2. His brotherly sympathy. "He was in all points tempted like as we are, yet without sin" (), in order that he might be able to succour the tempted (). This was his apprenticeship to his office of High Priest. He understands our battle with evil, for he fought a similar battle himself.

3. His redeeming work. Christ came to overthrow the works of the devil. He began by facing and conquering the spirit of evil himself. Satan had never been completely vanquished before. The utter rout of his forces in this battle in the wilderness must have left him weakened for all future encounters.

4. His victorious purity. Christ was tempted, yet he,did not fall. He came out of the ordeal tested and revealed in his sinless strength. Now it cannot be said that the goodness of Christ is only perfect because he had not an opportunity to do wrong. He was met by the strongest possible inducements to sin. Yet he resisted them. The result was all gain. It was good for Christ to be tempted. Therefore he was led by the Spirit to the wilderness.

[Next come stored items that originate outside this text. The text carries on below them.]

//! Errors raised while constructing the fundamental types.

use thiserror::Error;

#[derive(Debug, Error, PartialEq, Eq)]
pub enum TypesError {
    #[error("invalid balance {input:?}: {reason}")]
    InvalidBalance { input: String, reason: String },

    #[error("share of {0} bps exceeds the maximum of 10000 bps")]
    ShareOutOfRange(u32),

    #[error("destination must not be empty")]
    EmptyDestination,
}
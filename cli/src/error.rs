use splitcalc_allocation::AllocationError;
use splitcalc_client::ClientError;
use splitcalc_types::TypesError;
use thiserror::Error;

#[derive(Debug, Error)]
pub enum ConfigError {
    #[error("failed to read config file {path}: {reason}")]
    Read { path: String, reason: String },

    #[error("invalid config: {0}")]
    Parse(String),

    #[error("failed to serialize config: {0}")]
    Serialize(String),

    #[error("timeout_secs must be at least 1")]
    ZeroTimeout,

    #[error("distribution name must not be empty")]
    UnnamedDistribution,

    #[error("distribution {0:?} is defined more than once")]
    DuplicateDistribution(String),

    #[error("unknown distribution {0:?}")]
    UnknownDistribution(String),

    #[error("no distribution selected")]
    NoDistributions,

    #[error("distribution {name:?}: {source}")]
    Distribution {
        name: String,
        #[source]
        source: AllocationError,
    },
}

#[derive(Debug, Error)]
pub enum RunError {
    #[error(transparent)]
    Config(#[from] ConfigError),

    #[error("distribution {name:?}: {source}")]
    Allocation {
        name: String,
        #[source]
        source: AllocationError,
    },

    #[error("distribution {name:?}: querying {target} failed: {source}")]
    Client {
        name: String,
        target: String,
        #[source]
        source: ClientError,
    },

    #[error("distribution {name:?}: balance of {account} is unreadable: {source}")]
    Balance {
        name: String,
        account: String,
        #[source]
        source: TypesError,
    },

    #[error("distribution {0:?} splits by supply ratio; both supplies are required")]
    MissingSupply(String),

    #[error("failed to write report: {0}")]
    Output(#[from] std::io::Error),
}
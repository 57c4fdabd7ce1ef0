//! Allocation engine — splits a base-unit balance across destinations.
//!
//! `amount_i = floor(B / 10000 × share_i)`
//!
//! This crate handles:
//! - Share table validation (shares must total exactly 10000 bps)
//! - Per-entry allocation with exact integer or legacy floating-point arithmetic
//! - Complement share pairs derived from two observed token supplies
//! - Rendering of human-readable lines and the `sendTokens` payload

pub mod engine;
pub mod error;
pub mod payload;
pub mod ratio;
pub mod table;

pub use engine::{allocate_amount, Allocation, AllocationEngine, Arithmetic};
pub use error::AllocationError;
pub use payload::{AllocationReport, TransferRecord};
pub use ratio::{complement_pair, supply_fraction, RatioRounding};
pub use table::{ShareEntry, ShareTable};
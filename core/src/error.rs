//! Error types for the API client toolkit.
//!
//! # Design
//! Every failure surfaces to the caller as an `ApiError`. Model lookup and
//! field access errors carry the names involved so callers can report which
//! model rejected which key. Transport failures keep the provider's error
//! code (curl-style numbering) next to its description.
//!
//! The one deliberate leniency lives outside this enum: a response body that
//! is not valid JSON parses to `Value::Null` instead of producing an error.

use std::path::PathBuf;

use thiserror::Error;

/// Errors returned by the client, its models and the request pipeline.
#[derive(Debug, Error)]
#[non_exhaustive]
pub enum ApiError {
    /// No model is registered under the requested top-level name.
    #[error("model not exists: {0}")]
    ModelNotFound(String),

    /// The field is not declared on the model.
    #[error("parameter not exists in {model}: {field}")]
    FieldNotFound { model: String, field: String },

    /// A method-style call did not match any `get`/`set`/`new`/`create` form.
    #[error("method `{method}` is not available in {model}")]
    MethodNotAvailable { model: String, method: String },

    /// The request could not be assembled (empty endpoint or domain,
    /// parameters that are not an object, ...).
    #[error("configuration error: {0}")]
    Configuration(String),

    /// The transport reported a failure before any response was received.
    #[error("network error {code}: {description}")]
    Network { description: String, code: i32 },

    /// No transport capability is available to open a connection.
    #[error("transport unavailable: {0}")]
    TransportUnavailable(String),

    /// The model outlived the client that created it.
    #[error("model is detached from its client")]
    Detached,

    /// The upload file is missing or unreadable.
    #[error("file {path}: {source}")]
    File {
        path: PathBuf,
        #[source]
        source: std::io::Error,
    },

    /// An `If-Modified-Since` date string could not be parsed.
    #[error("invalid date: {0}")]
    InvalidDate(String),

    /// Request parameters could not be encoded.
    #[error("serialization failed: {0}")]
    Serialization(String),

    /// A configuration document could not be read.
    #[error("invalid client config: {0}")]
    Config(String),
}

impl ApiError {
    /// Provider error code for network failures, `None` otherwise.
    pub fn network_code(&self) -> Option<i32> {
        match self {
            ApiError::Network { code, .. } => Some(*code),
            _ => None,
        }
    }
}
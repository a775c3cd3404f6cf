use tokio::net::TcpListener;

/// Serves the mock user API on `MOCK_API_ADDR` (default 127.0.0.1:8089).
#[tokio::main]
async fn main() -> Result<(), std::io::Error> {
    let addr = std::env::var("MOCK_API_ADDR").unwrap_or_else(|_| "127.0.0.1:8089".to_string());
    let listener = TcpListener::bind(&addr).await?;
    println!("mock API on http://{}", listener.local_addr()?);
    mock_server::run(listener).await
}
//! The reusable connection handle shared by a client and all of its models.
//!
//! # Design
//! `RequestExecutor` owns one lazily opened `Connection` plus the per-call
//! options layered on top of it: a method override (how `put` reuses the
//! POST path) and response hooks. `reset()` drops those options after every
//! exchange so nothing leaks into the next call, while the connection stays
//! open until the executor is closed or dropped.

use std::fmt;

use crate::error::ApiError;
use crate::http::{HttpMethod, HttpRequest, HttpResponse, TransportFailure};
use crate::transport::{Connection, Transport};

/// Callback invoked with every successful response of the current call.
pub type ResponseHook = Box<dyn FnMut(&HttpResponse)>;

pub struct RequestExecutor {
    transport: Box<dyn Transport>,
    connection: Option<Box<dyn Connection>>,
    method_override: Option<HttpMethod>,
    hooks: Vec<ResponseHook>,
    closed: bool,
}

impl fmt::Debug for RequestExecutor {
    fn fmt(&self, f: &mut fmt::Formatter<'_>) -> fmt::Result {
        f.debug_struct("RequestExecutor")
            .field("open", &self.connection.is_some())
            .field("method_override", &self.method_override)
            .field("hooks", &self.hooks.len())
            .field("closed", &self.closed)
            .finish()
    }
}

impl RequestExecutor {
    pub fn new(transport: Box<dyn Transport>) -> Self {
        Self {
            transport,
            connection: None,
            method_override: None,
            hooks: Vec::new(),
            closed: false,
        }
    }

    /// Return the open connection, opening one on first use.
    pub fn open(&mut self) -> Result<&mut dyn Connection, ApiError> {
        if self.closed {
            return Err(ApiError::TransportUnavailable("connection is closed".to_string()));
        }
        if self.connection.is_none() {
            tracing::debug!("opening transport connection");
            self.connection = Some(self.transport.open()?);
        }
        match self.connection.as_deref_mut() {
            Some(connection) => Ok(connection),
            None => Err(ApiError::TransportUnavailable("connection is closed".to_string())),
        }
    }

    pub fn is_open(&self) -> bool {
        self.connection.is_some()
    }

    /// Send the next request with `method` regardless of its body.
    pub fn set_method_override(&mut self, method: HttpMethod) {
        self.method_override = Some(method);
    }

    pub fn method_override(&self) -> Option<HttpMethod> {
        self.method_override
    }

    /// Register a hook for the next exchange. Hooks are cleared by `reset`.
    pub fn on_response(&mut self, hook: impl FnMut(&HttpResponse) + 'static) {
        self.hooks.push(Box::new(hook));
    }

    pub fn hook_count(&self) -> usize {
        self.hooks.len()
    }

    /// Execute `request` on the shared connection.
    ///
    /// The outer `Result` reports that no connection could be obtained; the
    /// inner one carries the transport's own outcome.
    pub fn execute(
        &mut self,
        mut request: HttpRequest,
    ) -> Result<Result<HttpResponse, TransportFailure>, ApiError> {
        if let Some(method) = self.method_override {
            request.method = method;
        }
        let outcome = self.open()?.execute(&request);
        if let Ok(response) = &outcome {
            for hook in &mut self.hooks {
                hook(response);
            }
        }
        Ok(outcome)
    }

    /// Clear per-call options. The connection stays open.
    pub fn reset(&mut self) {
        self.method_override = None;
        self.hooks.clear();
        if let Some(connection) = self.connection.as_deref_mut() {
            connection.reset();
        }
    }

    /// Close the connection. Later calls are no-ops.
    pub fn close(&mut self) {
        if self.closed {
            return;
        }
        self.closed = true;
        self.reset();
        if let Some(mut connection) = self.connection.take() {
            tracing::debug!("closing transport connection");
            connection.close();
        }
    }
}

impl Drop for RequestExecutor {
    fn drop(&mut self) {
        self.close();
    }
}

#[cfg(test)]
mod tests {
    use std::cell::RefCell;
    use std::rc::Rc;

    use super::*;
    use crate::transport::Unavailable;

    #[derive(Default)]
    struct Counters {
        opened: usize,
        resets: usize,
        closed: usize,
        methods: Vec<HttpMethod>,
    }

    struct CountingTransport(Rc<RefCell<Counters>>);

    struct CountingConnection(Rc<RefCell<Counters>>);

    impl Transport for CountingTransport {
        fn open(&self) -> Result<Box<dyn Connection>, ApiError> {
            self.0.borrow_mut().opened += 1;
            Ok(Box::new(CountingConnection(self.0.clone())))
        }
    }

    impl Connection for CountingConnection {
        fn execute(&mut self, request: &HttpRequest) -> Result<HttpResponse, TransportFailure> {
            self.0.borrow_mut().methods.push(request.method);
            Ok(HttpResponse {
                status: 200,
                headers: Vec::new(),
                body: "{}".to_string(),
            })
        }

        fn reset(&mut self) {
            self.0.borrow_mut().resets += 1;
        }

        fn close(&mut self) {
            self.0.borrow_mut().closed += 1;
        }
    }

    fn request(method: HttpMethod) -> HttpRequest {
        HttpRequest {
            method,
            url: "https://api.example.com/".to_string(),
            headers: Vec::new(),
            body: None,
            proxy: None,
            verify_tls: true,
            cookie_jar: None,
            basic_auth: None,
        }
    }

    fn executor() -> (RequestExecutor, Rc<RefCell<Counters>>) {
        let counters = Rc::new(RefCell::new(Counters::default()));
        let executor = RequestExecutor::new(Box::new(CountingTransport(counters.clone())));
        (executor, counters)
    }

    #[test]
    fn opens_lazily_and_reuses_the_connection() {
        let (mut executor, counters) = executor();
        assert!(!executor.is_open());

        executor.execute(request(HttpMethod::Get)).unwrap().unwrap();
        executor.execute(request(HttpMethod::Get)).unwrap().unwrap();

        assert!(executor.is_open());
        assert_eq!(counters.borrow().opened, 1);
    }

    #[test]
    fn method_override_applies_until_reset() {
        let (mut executor, counters) = executor();
        executor.set_method_override(HttpMethod::Put);
        executor.execute(request(HttpMethod::Post)).unwrap().unwrap();
        executor.reset();
        executor.execute(request(HttpMethod::Post)).unwrap().unwrap();

        assert_eq!(counters.borrow().methods, vec![HttpMethod::Put, HttpMethod::Post]);
        assert_eq!(executor.method_override(), None);
    }

    #[test]
    fn hooks_run_once_and_are_cleared_by_reset() {
        let (mut executor, _) = executor();
        let seen = Rc::new(RefCell::new(Vec::new()));
        let sink = seen.clone();
        executor.on_response(move |resp| sink.borrow_mut().push(resp.status));

        executor.execute(request(HttpMethod::Get)).unwrap().unwrap();
        executor.reset();
        executor.execute(request(HttpMethod::Get)).unwrap().unwrap();

        assert_eq!(*seen.borrow(), vec![200]);
        assert_eq!(executor.hook_count(), 0);
    }

    #[test]
    fn reset_keeps_the_connection_open() {
        let (mut executor, counters) = executor();
        executor.open().unwrap();
        executor.reset();
        assert!(executor.is_open());
        assert_eq!(counters.borrow().resets, 1);
        assert_eq!(counters.borrow().closed, 0);
    }

    #[test]
    fn closes_exactly_once() {
        let (mut executor, counters) = executor();
        executor.open().unwrap();
        executor.close();
        executor.close();
        drop(executor);
        assert_eq!(counters.borrow().closed, 1);
    }

    #[test]
    fn closed_executor_refuses_to_reopen() {
        let (mut executor, _) = executor();
        executor.close();
        assert!(matches!(
            executor.execute(request(HttpMethod::Get)),
            Err(ApiError::TransportUnavailable(_))
        ));
    }

    #[test]
    fn missing_transport_is_reported() {
        let mut executor = RequestExecutor::new(Box::new(Unavailable));
        assert!(matches!(executor.open(), Err(ApiError::TransportUnavailable(_))));
    }
}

II. THE REVELATION OF TEMPTATION.

1. Temptation may come from without. St. James shows how it often springs up in our own hearts from the evil lurking there. Old sins shed seeds which spring up as new sins. But this is not the only way in which temptations arise, or the first man could not have been tempted, nor could Christ. Adam and Eve were tempted by the serpent, and Christ was tempted by the devil.

2. Temptation lays hold of innocent desires. Christ was tempted by sinful appeals to what was innocent within him. He was tempted to gratify natural desires—hunger, etc., but in a wrong way. He had not our indwelling sins to urge him to evil, but he had greater powers to keep in control. It would seem that, with the descent of the Holy Spirit at his baptism, there had come the consciousness of his great and awful power to work miracles. His temptations were inducements to abuse that power for selfish ends. Every new acquisition is a new ground for temptation; every enlargement and growth of faculty carries with it fresh possibilities of evil—and also, if the evil is resisted, of good.—W.F.A.